- Born: 5 April 1900 Bangkok, Siam
- Died: 31 March 1940 (aged 39) Bangkok, Siam
- Burial: Wat Makut Kasattriyaram
- Spouse: Prince Laichaluthong Thongyai
- House: Svastivatana family (Chakri Dynasty)
- Father: Prince Svasti Sobhana, the Prince Svastivatana Visishtha
- Mother: Mom Lamul ( Pisolyabut )

= Nonglaksana Dhasani Svastivatana =

Princess Nonglaksana Dhasani นงลักษณ์ทัศนี; complete title: Her Serene Highness Princess (Mom Chao) Nonglaksana Dhasani Svastivatana หม่อมเจ้านงลักษณ์ทัศนี สวัสดิวัตน์; ) (5 April 1900 – 31 March 1940) was a Princess of Siam, a member of the Siamese royal family and a member of the House of Svastivatana, a royal house which was originated by her father and descends from the Chakri Dynasty. She was a half-sister of Queen Rambhai Barni of Siam.

==Early life and family==
Princess Nonglaksana Dhasani was born on 5 April 1900 in Bangkok, Siam, as the daughter of Prince Svasti Sobhana, the Prince Svastivatana Visishtha and Mom Lamul (Pisolyabut). Her father, Prince Svasti Sobhana, was a son of King Mongkut (Rama IV) and founded the House of Svastivatana, making Princess Nonglaksana Dhasani a granddaughter of King Mongkut.

As a member of the extensive Svastivatana family, she was one of 48 children (22 sons and 26 daughters) born to Prince Svasti Sobhana from his ten wives and consorts. The House of Svastivatana became one of the prominent royal houses in Siam, with several members holding important positions in the government and military.

==Death and legacy==
Princess Nonglaksana Dhasani died on 31 March 1940 in Bangkok at the age of 39. Her death was marked by a royal cremation ceremony held at Wat Makut Kasattriyaram, reflecting her status as a member of the royal family. A commemorative book titled "ไม่ศูนย์, แต่ไปก่อน" (Not Zero, But Gone Before) was published for her cremation ceremony, which is now preserved in the Thammasat University Digital Collections.

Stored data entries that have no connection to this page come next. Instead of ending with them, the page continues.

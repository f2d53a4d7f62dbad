//! Settings persistence engine
//!
//! [`FlashSettings`] owns a storage device, an [`Envelope`] and the user's
//! payload. The payload is any flat `#[repr(C)]` aggregate deriving
//! [`bytemuck::Pod`], which guarantees at compile time that it has no
//! padding, no pointers and accepts every bit pattern, so its bytes can be
//! stored and restored verbatim.
//!
//! Typical use from a control loop:
//!
//! ```text
//! startup:   settings = FlashSettings::new(eeprom)
//!            settings.load()        // false -> running on defaults
//! each loop: settings.field = ...
//!            settings.save()?       // writes only if something changed
//! ```

use core::mem::size_of;
use core::ops::{Deref, DerefMut};

use bytemuck::Pod;
use flashsettings_hal::{Eeprom, EepromError};

use crate::envelope::Envelope;
use crate::error::LoadError;

/// Storage partition reserved for the record unless specified otherwise
pub const DEFAULT_PARTITION_SIZE: usize = 512;

/// Storage offset of the record
pub const BASE_OFFSET: usize = 0;

/// Result of a conditional save
#[derive(Debug, Clone, Copy, PartialEq, Eq)]
#[cfg_attr(feature = "defmt", derive(defmt::Format))]
pub enum SaveOutcome {
    /// Record matched what was last loaded or written; storage untouched
    Unchanged,
    /// Record was written and committed
    Written,
}

/// A settings record persisted at offset 0 of an EEPROM
///
/// - `S`: storage device
/// - `T`: payload, the caller's settings fields
/// - `PARTITION_SIZE`: bytes reserved on the device for the record
///
/// The stored record is the 4-byte envelope followed by the payload bytes,
/// `RECORD_SIZE = 4 + size_of::<T>()` bytes in total. A record that does
/// not fit in `PARTITION_SIZE` (or whose size does not fit the 16-bit size
/// field) fails the build.
///
/// Payload fields are reachable directly through `Deref`/`DerefMut`; writes
/// are not tracked, change detection compares checksums.
///
/// # Changes the checksum cannot see
///
/// Fletcher-16 sums bytes modulo 255, so a byte going from `0x00` to `0xFF`
/// (or back) leaves the checksum unchanged and [`save`](Self::save) reports
/// [`SaveOutcome::Unchanged`]. Other changes to several bytes at once can
/// cancel out the same way. A field whose only states are `0` and `255`
/// should use other values (`0`/`1`), or the caller should follow such an
/// edit with [`mark_dirty`](Self::mark_dirty) so the next save writes.
///
/// Payloads that are not plain data are rejected at compile time:
///
/// ```compile_fail
/// use flashsettings_core::FlashSettings;
/// use flashsettings_hal::MemEeprom;
///
/// #[derive(Clone, Copy, Default)]
/// struct Named {
///     name: &'static str,
/// }
///
/// let mut settings: FlashSettings<_, Named> = FlashSettings::new(MemEeprom::<512>::new());
/// settings.load();
/// ```
///
/// So are records larger than the partition:
///
/// ```compile_fail
/// use flashsettings_core::FlashSettings;
/// use flashsettings_hal::MemEeprom;
///
/// // 4 + 512 bytes in the default 512-byte partition
/// let settings: FlashSettings<_, [u8; 512]> =
///     FlashSettings::with_defaults(MemEeprom::<512>::new(), [0; 512]);
/// # drop(settings);
/// ```
///
/// and records whose size overflows the 16-bit size field, whatever the
/// partition:
///
/// ```compile_fail
/// use flashsettings_core::FlashSettings;
/// use flashsettings_hal::MemEeprom;
///
/// type Huge = [[u8; 1024]; 64];
///
/// let settings: FlashSettings<_, Huge, 70_000> =
///     FlashSettings::with_defaults(MemEeprom::<70_000>::new(), [[0; 1024]; 64]);
/// # drop(settings);
/// ```
pub struct FlashSettings<S, T, const PARTITION_SIZE: usize = DEFAULT_PARTITION_SIZE> {
    storage: S,
    envelope: Envelope,
    payload: T,
    /// A save computed a new checksum but failed to reach storage
    unsynced: bool,
}

impl<S, T, const P: usize> FlashSettings<S, T, P>
where
    S: Eeprom,
    T: Pod,
{
    /// Size of the stored record (envelope + payload)
    pub const RECORD_SIZE: usize = Envelope::SIZE + size_of::<T>();

    /// Bytes reserved on the device
    pub const PARTITION_SIZE: usize = P;

    const LAYOUT_CHECK: () = {
        assert!(
            Self::RECORD_SIZE <= P,
            "settings record does not fit in the storage partition"
        );
        assert!(
            Self::RECORD_SIZE <= u16::MAX as usize,
            "settings record too large for the 16-bit size field"
        );
    };

    /// Create a record holding `defaults`
    ///
    /// Storage is not touched until [`load`](Self::load) or
    /// [`save`](Self::save).
    pub fn with_defaults(storage: S, defaults: T) -> Self {
        let () = Self::LAYOUT_CHECK;

        Self {
            storage,
            envelope: Envelope::new(Self::RECORD_SIZE as u16),
            payload: defaults,
            unsynced: false,
        }
    }

    /// Load the record from storage
    ///
    /// Returns `true` if the stored record was accepted and copied over the
    /// in-memory record, `false` if the defaults remain in effect. Use
    /// [`try_load`](Self::try_load) to find out why a record was rejected.
    pub fn load(&mut self) -> bool {
        match self.try_load() {
            Ok(()) => {
                info!("Loaded settings ({} bytes) from storage", Self::RECORD_SIZE);
                true
            }
            Err(e) => {
                warn!("Stored settings rejected: {:?}, using defaults", e);
                false
            }
        }
    }

    /// Load the record from storage, reporting why it was rejected
    ///
    /// Reads `RECORD_SIZE` bytes from offset 0 and accepts them only if the
    /// stored size equals `RECORD_SIZE` and the stored checksum matches the
    /// recomputed one. On success the envelope and payload are overwritten
    /// in one step; on any error the in-memory record is left as it was.
    pub fn try_load(&mut self) -> Result<(), LoadError> {
        self.storage.init(P)?;

        let mut header = [0u8; Envelope::SIZE];
        let mut scratch = T::zeroed();
        self.storage.read(BASE_OFFSET, &mut header)?;
        self.storage
            .read(BASE_OFFSET + Envelope::SIZE, bytemuck::bytes_of_mut(&mut scratch))?;

        let stored = Envelope::from_bytes(header);
        debug!(
            "Stored envelope: size={}, checksum={:#x}",
            stored.size,
            stored.checksum
        );

        if stored.size as usize != Self::RECORD_SIZE {
            return Err(LoadError::SizeMismatch {
                stored: stored.size,
                expected: Self::RECORD_SIZE as u16,
            });
        }

        let computed = stored.checksum_with(bytemuck::bytes_of(&scratch));
        if computed != stored.checksum {
            return Err(LoadError::ChecksumMismatch {
                stored: stored.checksum,
                computed,
            });
        }

        self.envelope = stored;
        self.payload = scratch;
        self.unsynced = false;
        Ok(())
    }

    /// Write the record to storage if it changed
    ///
    /// Recomputes the checksum and stores it in the envelope. If it equals
    /// the previous value (and the last write did not fail) nothing is
    /// written. Otherwise the full record is written at offset 0 and
    /// committed.
    ///
    /// Cheap enough to call on every iteration of a control loop.
    ///
    /// Only changes that alter the checksum are seen: setting a byte from
    /// `0x00` to `0xFF` or back is not. Call [`mark_dirty`](Self::mark_dirty)
    /// first when such an edit must reach storage.
    pub fn save(&mut self) -> Result<SaveOutcome, EepromError> {
        let previous = self.envelope.checksum;
        self.envelope.checksum = self.compute_checksum();

        if self.envelope.checksum == previous && !self.unsynced {
            return Ok(SaveOutcome::Unchanged);
        }

        self.unsynced = true;
        self.write_record()?;
        self.unsynced = false;

        debug!(
            "Saved settings ({} bytes), checksum={:#x}",
            Self::RECORD_SIZE,
            self.envelope.checksum
        );
        Ok(SaveOutcome::Written)
    }

    /// Make the next [`save`](Self::save) write even if the checksum matches
    pub fn mark_dirty(&mut self) {
        self.unsynced = true;
    }

    /// Whether [`save`](Self::save) would write to storage
    pub fn is_dirty(&self) -> bool {
        self.unsynced || self.compute_checksum() != self.envelope.checksum
    }

    /// Checksum of the current record, with the checksum field taken as zero
    ///
    /// Does not modify the record.
    pub fn compute_checksum(&self) -> u16 {
        self.envelope.checksum_with(bytemuck::bytes_of(&self.payload))
    }

    /// Copy the record image, as it would be stored, into `out`
    ///
    /// Returns the number of bytes written (`RECORD_SIZE`), or `None` if
    /// `out` is too small. The checksum field holds whatever the envelope
    /// currently holds, i.e. the value from the last load or save.
    pub fn write_image(&self, out: &mut [u8]) -> Option<usize> {
        let image = out.get_mut(..Self::RECORD_SIZE)?;
        let (header, payload) = image.split_at_mut(Envelope::SIZE);
        header.copy_from_slice(&self.envelope.to_bytes());
        payload.copy_from_slice(bytemuck::bytes_of(&self.payload));
        Some(Self::RECORD_SIZE)
    }

    /// Current envelope
    pub fn envelope(&self) -> &Envelope {
        &self.envelope
    }

    /// Settings fields
    pub fn payload(&self) -> &T {
        &self.payload
    }

    /// Mutable settings fields
    pub fn payload_mut(&mut self) -> &mut T {
        &mut self.payload
    }

    /// Storage device
    pub fn storage(&self) -> &S {
        &self.storage
    }

    /// Mutable storage device
    ///
    /// Writing into the record's region behind the engine's back is not
    /// detected until the next load.
    pub fn storage_mut(&mut self) -> &mut S {
        &mut self.storage
    }

    /// Consume the record and return the storage device
    pub fn release(self) -> S {
        self.storage
    }

    fn write_record(&mut self) -> Result<(), EepromError> {
        if self.storage.capacity() < P {
            self.storage.init(P)?;
        }

        self.storage.write(BASE_OFFSET, &self.envelope.to_bytes())?;
        self.storage
            .write(BASE_OFFSET + Envelope::SIZE, bytemuck::bytes_of(&self.payload))?;
        self.storage.commit()
    }
}

impl<S, T, const P: usize> FlashSettings<S, T, P>
where
    S: Eeprom,
    T: Pod + Default,
{
    /// Create a record holding `T::default()`
    pub fn new(storage: S) -> Self {
        Self::with_defaults(storage, T::default())
    }
}

impl<S, T, const P: usize> Deref for FlashSettings<S, T, P> {
    type Target = T;

    fn deref(&self) -> &T {
        &self.payload
    }
}

impl<S, T, const P: usize> DerefMut for FlashSettings<S, T, P> {
    fn deref_mut(&mut self) -> &mut T {
        &mut self.payload
    }
}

As a member of the House of Svastivatana, Princess Nonglaksana Dhasani was part of the generation that witnessed significant changes in Siam, including the transition from absolute monarchy to constitutional monarchy in 1932. Her family connections, particularly her relationship to Queen Rambhai Barni, placed her within the inner circle of the royal family during a transformative period in Thai history.